Mueller rompe il silenzio sul Russiagate: “Incriminare il presidente non era una opzione”
Il procuratore speciale sottolinea che una accusa sarebbe stata incostituzionale
Nell’annunciare il suo addio al dipartimento di Giustizia e il suo ritorno alla vita privata, il procuratore speciale che per 22 mesi ha indagato sul cosiddetto Russiagate ha ribadito quanto era emerso a marzo, quando aveva consegnato il suo rapporto conclusivo al segretario alla Giustizia: «Se fossimo stati certi che il presidente non ha commesso crimini, lo avremmo detto». Il riferimento è alla possibilità che Donald Trump abbia ostacolato il corso della giustizia durante le indagini sull’interferenza russa nelle elezioni presidenziali del 2016. Per Robert Mueller, un Presidente in carica non può essere incriminato («sarebbe incostituzionale»), motivo per cui di fatto lui lascia al Congresso il compito di determinare se Trump può essere o meno oggetto di impeachment.
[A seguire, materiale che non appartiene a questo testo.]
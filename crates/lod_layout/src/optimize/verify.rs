use crate::constants::MAX_SELECTED_ITEMS;
use crate::error::{LayoutError, Result};
use crate::geometry::{CellId, Footprint};
use crate::optimize::LayoutRecord;
use crate::scene::Scene;
use std::collections::{HashMap, HashSet};

/// Re-checks every layout invariant against the scene, independently of the
/// search: item count, known and unique names, grid bounds, obstacle exclusion
/// per level, the exclusion circle, and pairwise disjoint footprints.
pub fn check_layout(scene: &Scene, layout: &[LayoutRecord]) -> Result<()> {
    if layout.len() > MAX_SELECTED_ITEMS {
        return Err(invalid(format!(
            "{} items placed, at most {} allowed",
            layout.len(),
            MAX_SELECTED_ITEMS
        )));
    }

    let exclusion = scene.exclusion_map();
    let mut owner: HashMap<CellId, &str> = HashMap::new();
    let mut names = HashSet::new();

    for record in layout {
        if scene.relevance(&record.name).is_none() {
            return Err(LayoutError::UnknownItem(record.name.clone()));
        }
        if !names.insert(record.name.as_str()) {
            return Err(invalid(format!("'{}' placed more than once", record.name)));
        }

        let fp = Footprint::new(CellId::new(record.position[0], record.position[1]), record.level);
        if !fp.fits(&scene.grid) {
            return Err(invalid(format!(
                "'{}' at {} level {} leaves the {}x{} grid",
                record.name, fp.origin, record.level, scene.grid.columns, scene.grid.rows
            )));
        }

        for cell in fp.cells() {
            if exclusion.is_excluded(record.level, cell) {
                return Err(invalid(format!(
                    "'{}' covers cell {} reserved around an obstacle",
                    record.name, cell
                )));
            }
            if scene.roi.overlaps_cell(&scene.grid, cell) {
                return Err(invalid(format!(
                    "'{}' covers cell {} inside the exclusion circle",
                    record.name, cell
                )));
            }
            if let Some(other) = owner.insert(cell, record.name.as_str()) {
                return Err(invalid(format!(
                    "'{}' and '{}' overlap at {}",
                    other, record.name, cell
                )));
            }
        }
    }
    Ok(())
}

fn invalid(message: String) -> LayoutError {
    LayoutError::InvalidLayout { message }
}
Nel suo primo (e forse ultimo) intervento pubblico sull’inchiesta, l’ex direttore dell’Fbi ha spiegato di non voler rilasciare commenti aggiuntivi sul caso, men che meno su «conclusioni ipotetiche». E se fosse obbligato a parlare davanti ai membri delle commissioni parlamentari che stanno indagando, lui ha detto: «Ogni testimonianza non andrebbe oltre quanto contenuto nel rapporto», giudicato «la mia testimonianza. Non aggiungerei nulla rispetto a quando è già stato reso pubblico». Mueller ha concluso il suo intervento dicendo che «ci sono stati sforzi molteplici e sistematici per interferire nelle nostre elezioni. Ufficiali dell’intelligence russa, parte dell’esercito russo, hanno lanciato un attacco coordinato al nostro sistema politico», nel tentativo di «interferire con le nostre elezioni e danneggiare un candidato presidenziale».